Alors que le procès de Douch, le directeur du centre de tortures S-21, s’achemine vers son terme, la procédure judiciaire touchant les dirigeants khmers rouges a dérapé dans la controverse: les parties civiles boycottent la fin du procès et les avocats s’accusent mutuellement d’avoir provoqué cette crise. «Le rôle des parties civiles a été démontré dans ce procès. Le poids de leur témoignage a apporté un peu de réalité à ce procès. Cela ne doit pas être effacé», dit Christine Martineau, avocate pour un groupe de parties civiles.

La crise a été provoquée par une double décision des juges à la fin d’août: les avocats des parties civiles ne peuvent pas faire de commentaires sur la peine qui sera imposée à Douch par les juges; ils ne peuvent pas non plus interroger les «témoins de personnalité», c’est-à-dire ceux qui vont parler à la barre du caractère de l’accusé.

L’indignation a été immédiate et le lendemain, une trentaine de parties civiles se rendaient sur le site du centre S-21 pour rendre hommage aux victimes en signe de protestation symbolique. «Si mes avocats ne peuvent pas interroger les témoins de personnalité, pourquoi ai-je besoin d’avocats?» s’indigne Chum Mey, l’un des rescapés de S-21. Mais au-delà de la décision des juges, c’est surtout d’une différence de traitement dont se plaignent certaines parties civiles. D’après celles-ci, le juge-président, le Cambodgien Nil Nonn, ne se montre pas équitable dans son attitude.

«Le juge-président oublie systématiquement de remercier les victimes. Mais quand un tortionnaire comme Mam Nay (chef des «interrogateurs» de S-21) se présente, on a l’impression que le juge le considère comme quelqu’un de très honorable en disant par exemple: vous êtes très âgé, il est possible que votre mémoire flanche… On se demande s’il le fait exprès pour nous faire souffrir», indique Chum Sirath, qui a perdu son frère et plusieurs autres membres de sa famille à S-21.

L’accusé a aussi habilement profité de l’espace qui lui a été laissé ouvert par les juges, se permettant d’évaluer les prestations des divers témoins et instillant parfois le doute quant à leur véracité. «Douch est très nuancé. A chaque fois, il conclut: c’est à 90% vrai. Mais faux à 10%, précisément lorsqu’on l’accuse d’avoir les mains entachées de sang», indique Chum Sirath. D’autres parties civiles considèrent que Douch ne se comporte pas en accusé, mais «plutôt en avocat ou même en juge».

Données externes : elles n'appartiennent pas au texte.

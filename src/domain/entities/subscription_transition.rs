//! Pure state transition for subscription records.
//!
//! `reconcile` folds one normalized event into the current record and decides
//! whether anything has to be written. It never touches I/O, so webhook
//! handling, pull sync and the lapse sweep all share exactly the same rules.

use chrono::{DateTime, Utc};
use serde::Serialize;
use strum::{AsRefStr, Display};
use uuid::Uuid;

use super::{
    reconcile_event::{EventKind, ProviderSubscription, ReconcileEvent, SubscriptionRef},
    subscription::{Subscription, SubscriptionStatus},
};

#[derive(Debug, Clone, Copy, PartialEq, Eq, Serialize, AsRefStr, Display)]
#[serde(rename_all = "snake_case")]
#[strum(serialize_all = "snake_case")]
pub enum NotificationKind {
    Welcome,
    Renewed,
    CancellationScheduled,
    CancellationConfirmed,
    Reactivated,
    PaymentFailed,
    PaymentSucceeded,
    TrialEnding,
    Expired,
}

#[derive(Debug, Clone, PartialEq, Eq)]
pub enum Transition {
    Create {
        subscription: Subscription,
        notification: Option<NotificationKind>,
    },
    Update {
        subscription: Subscription,
        notification: Option<NotificationKind>,
    },
    /// Replay or no-op: the record already reflects the event.
    Unchanged,
    /// Event is older than the record's state and carried nothing newer.
    Stale,
    /// Event cannot be applied (unknown subscription, unresolved user).
    Rejected(String),
}

pub fn reconcile(
    current: Option<&Subscription>,
    event: &ReconcileEvent,
    now: DateTime<Utc>,
) -> Transition {
    match current {
        None => create(event, now),
        Some(current) => update(current, event, now),
    }
}

/// Internal event that expires a record whose paid period has elapsed.
/// Effective at the period end so a late renewal for that period still wins.
pub fn lapse_event(subscription: &Subscription) -> ReconcileEvent {
    ReconcileEvent::new(
        SubscriptionRef {
            provider: subscription.provider,
            external_subscription_id: subscription.external_subscription_id.clone(),
            external_customer_id: subscription.external_customer_id.clone(),
            user_id: Some(subscription.user_id),
        },
        subscription.current_period_end,
        EventKind::LapseDetected,
    )
}

fn create(event: &ReconcileEvent, now: DateTime<Utc>) -> Transition {
    let Some(user_id) = event.subject.user_id else {
        return Transition::Rejected(format!(
            "no local user for {} customer {}",
            event.subject.provider, event.subject.external_customer_id
        ));
    };

    let (mut record, is_purchase) = match &event.kind {
        EventKind::Purchased {
            plan,
            period_start,
            period_end,
            trial,
        } => {
            let status = if *trial {
                SubscriptionStatus::Trialing
            } else {
                SubscriptionStatus::Active
            };
            let seed = ProviderSubscription {
                provider: event.subject.provider,
                external_subscription_id: event.subject.external_subscription_id.clone(),
                external_customer_id: event.subject.external_customer_id.clone(),
                plan: *plan,
                status,
                current_period_start: *period_start,
                current_period_end: *period_end,
                cancelled_at: None,
            };
            (new_record(user_id, &seed, event.effective_at, now), true)
        }
        EventKind::Renewed {
            plan,
            period_start,
            period_end,
        } => {
            let seed = ProviderSubscription {
                provider: event.subject.provider,
                external_subscription_id: event.subject.external_subscription_id.clone(),
                external_customer_id: event.subject.external_customer_id.clone(),
                plan: *plan,
                status: SubscriptionStatus::Active,
                current_period_start: *period_start,
                current_period_end: *period_end,
                cancelled_at: None,
            };
            (new_record(user_id, &seed, event.effective_at, now), true)
        }
        EventKind::Snapshot(snapshot) => (new_record(user_id, snapshot, event.effective_at, now), true),
        kind => match &event.baseline {
            Some(baseline) => (new_record(user_id, baseline, event.effective_at, now), false),
            None => {
                return Transition::Rejected(format!(
                    "{} for unknown subscription {}",
                    kind.name(),
                    event.subject.external_subscription_id
                ));
            }
        },
    };

    let notification = if is_purchase {
        expire_if_lapsed(&mut record, now);
        record.has_entitlement(now).then_some(NotificationKind::Welcome)
    } else {
        let before = record.clone();
        apply_kind(&mut record, &event.kind, event.effective_at);
        expire_if_lapsed(&mut record, now);
        notification_for(&before, &record, &event.kind)
    };

    Transition::Create {
        subscription: record,
        notification,
    }
}

fn update(current: &Subscription, event: &ReconcileEvent, now: DateTime<Utc>) -> Transition {
    let mut next = current.clone();
    let stale = is_stale(current, event);

    if stale {
        extend_paid_window(&mut next, &event.kind);
    } else {
        apply_kind(&mut next, &event.kind, event.effective_at);
        if !matches!(event.kind, EventKind::LapseDetected) {
            next.last_event_at = next.last_event_at.max(event.effective_at);
        }
    }
    expire_if_lapsed(&mut next, now);

    if next == *current {
        return if stale {
            Transition::Stale
        } else {
            Transition::Unchanged
        };
    }

    let notification = notification_for(current, &next, &event.kind);
    next.updated_at = now;
    Transition::Update {
        subscription: next,
        notification,
    }
}

fn new_record(
    user_id: Uuid,
    seed: &ProviderSubscription,
    effective_at: DateTime<Utc>,
    now: DateTime<Utc>,
) -> Subscription {
    Subscription {
        id: Uuid::new_v4(),
        user_id,
        provider: seed.provider,
        external_customer_id: seed.external_customer_id.clone(),
        external_subscription_id: seed.external_subscription_id.clone(),
        plan: seed.plan,
        status: seed.status,
        current_period_start: seed.current_period_start,
        current_period_end: seed.current_period_end,
        cancelled_at: seed.cancelled_at,
        last_event_at: effective_at,
        created_at: now,
        updated_at: now,
    }
}

fn is_stale(current: &Subscription, event: &ReconcileEvent) -> bool {
    match &event.kind {
        // An uncancel older than the recorded cancellation was superseded by it.
        EventKind::Uncancelled => current
            .cancelled_at
            .is_some_and(|cancelled_at| event.effective_at < cancelled_at),
        kind if kind.bypasses_ordering() => false,
        _ => event.effective_at < current.last_event_at,
    }
}

fn apply_kind(record: &mut Subscription, kind: &EventKind, at: DateTime<Utc>) {
    use SubscriptionStatus::*;

    match kind {
        EventKind::Purchased {
            plan,
            period_start,
            period_end,
            trial,
        } => {
            record.plan = *plan;
            record.current_period_start = *period_start;
            record.current_period_end = *period_end;
            record.status = if *trial { Trialing } else { Active };
            record.cancelled_at = None;
        }
        EventKind::Renewed {
            plan,
            period_start,
            period_end,
        } => {
            record.plan = *plan;
            record.current_period_start = *period_start;
            record.current_period_end = *period_end;
            record.status = Active;
            record.cancelled_at = None;
        }
        EventKind::CancellationRequested { at_period_end } => {
            if record.status.is_terminal() {
                return;
            }
            let scheduled = record.cancelled_at.is_some();
            record.cancelled_at = record.cancelled_at.or(Some(at));
            if !*at_period_end {
                // A scheduled cancellation that reached its end is an expiry.
                record.status = if scheduled && at >= record.current_period_end {
                    Expired
                } else {
                    Cancelled
                };
            }
        }
        EventKind::Uncancelled => match record.status {
            Cancelled => {
                record.status = Active;
                record.cancelled_at = None;
            }
            Trialing | Active | PastDue => record.cancelled_at = None,
            Expired => {}
        },
        EventKind::PaymentFailed => {
            if matches!(record.status, Active | Trialing) {
                record.status = PastDue;
            }
        }
        EventKind::PaymentSucceeded { .. } => {
            if record.status == PastDue {
                record.status = Active;
            }
            extend_paid_window(record, kind);
        }
        EventKind::TrialEnding | EventKind::LapseDetected => {}
        EventKind::Expired => {
            if !record.status.is_terminal() {
                record.status = Expired;
            }
        }
        EventKind::Snapshot(snapshot) => {
            record.plan = snapshot.plan;
            record.status = snapshot.status;
            record.current_period_start = snapshot.current_period_start;
            record.current_period_end = snapshot.current_period_end;
            record.cancelled_at = match (snapshot.cancelled_at, record.cancelled_at) {
                (Some(provider), _) => Some(provider),
                // Provider reports cancellation without a timestamp.
                (None, existing) if snapshot.status == Cancelled => existing.or(Some(at)),
                (None, _) => None,
            };
        }
    }
}

/// Period bounds only ever move forward, so a late event that carries a newer
/// paid window still extends it without touching status.
fn extend_paid_window(record: &mut Subscription, kind: &EventKind) {
    if record.status.is_terminal() {
        return;
    }
    let (start, end) = match kind {
        EventKind::Purchased {
            period_start,
            period_end,
            ..
        }
        | EventKind::Renewed {
            period_start,
            period_end,
            ..
        } => (Some(*period_start), *period_end),
        EventKind::PaymentSucceeded {
            period_end: Some(period_end),
        } => (None, *period_end),
        EventKind::Snapshot(snapshot) => (
            Some(snapshot.current_period_start),
            snapshot.current_period_end,
        ),
        _ => return,
    };
    if end > record.current_period_end {
        record.current_period_start = start.unwrap_or(record.current_period_end);
        record.current_period_end = end;
    }
}

fn expire_if_lapsed(record: &mut Subscription, now: DateTime<Utc>) {
    if record.is_lapsed(now) {
        record.status = SubscriptionStatus::Expired;
    }
}

fn notification_for(
    before: &Subscription,
    after: &Subscription,
    kind: &EventKind,
) -> Option<NotificationKind> {
    use SubscriptionStatus::*;

    if matches!(kind, EventKind::TrialEnding) && after.status == Trialing {
        return Some(NotificationKind::TrialEnding);
    }

    match (before.status, after.status) {
        (b, a) if b == a => {
            if before.cancelled_at.is_none() && after.cancelled_at.is_some() {
                Some(NotificationKind::CancellationScheduled)
            } else if before.cancelled_at.is_some() && after.cancelled_at.is_none() {
                Some(NotificationKind::Reactivated)
            } else if after.current_period_end > before.current_period_end && !a.is_terminal() {
                Some(NotificationKind::Renewed)
            } else {
                None
            }
        }
        (_, Expired) => Some(NotificationKind::Expired),
        (_, Cancelled) => Some(NotificationKind::CancellationConfirmed),
        (Cancelled | Expired, _) => Some(NotificationKind::Reactivated),
        (_, PastDue) => Some(NotificationKind::PaymentFailed),
        (PastDue, Active) => Some(NotificationKind::PaymentSucceeded),
        (Trialing, Active) => Some(NotificationKind::Renewed),
        _ => None,
    }
}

Selon un observateur du procès, les juges n’ont pas une connaissance historique suffisante de l’histoire des Khmers rouges pour pouvoir interroger Douch sur des faits et des dates précises. Douch, dont la mémoire du passé est très précise, a profité de cette faiblesse. «Il faudrait des experts historiens qui soient à la disposition du tribunal pour pouvoir en permanence récapituler ce qui s’est passé à telle ou telle date précise», considère cet observateur.

La prestation des avocats des parties civiles a toutefois donné l’impression d’un manque de coordination. Les interventions tous azimuts des avocats, pas ­toujours d’accord entre eux, ont créé une certaine confusion. ­François Roux, l’un des co-avocats de Douch, estime qu’il n’est pas surprenant que les juges aient voulu rétablir un certain ordre. «[Les avocats des parties civiles] ont failli planter le système avec des demandes qui débordaient complètement les droits des parties civiles. Parfois, j’ai eu l’impression de me retrouver face à dix ­procureurs. Les parties civiles sont invitées à parler de leur souffrance et à demander réparation. C’est tout», affirme-t-il. Elles ­contestent cette limitation de leurs droits. Pour le «procès numéro deux», celui des quatre dirigeants khmers rouges (Nuon Chea, Ieng Sary, Ieng Thirith et Khieu Samphan), 1500 personnes se sont constituées partie civile, contre 93 pour le procès de Douch.

Beaucoup craignaient que, face à la crise, les juges ne décident la suppression pure et simple des parties civiles. Lors d’une réunion plénière, ils ont proposé que les victimes soient organisées en un collectif, qui sera représenté en audience par une seule équipe d’avocats. Un compromis qui, de prime abord, n’enchante guère les parties civiles, lesquelles ont l’impression d’être reléguées sur un strapontin.

Dans une lettre qu’elles ont envoyée à deux des juges, elles les implorent de «ne pas abandonner les victimes». «Nous sommes là pour porter la voix des victimes. Le fait que notre parole ne soit pas entendue par les juges pose un problème moral et éthique qui a des conséquences extrêmement graves pour les survivants et les familles des victimes, en particulier des conséquences psychologiques», écrivent-elles.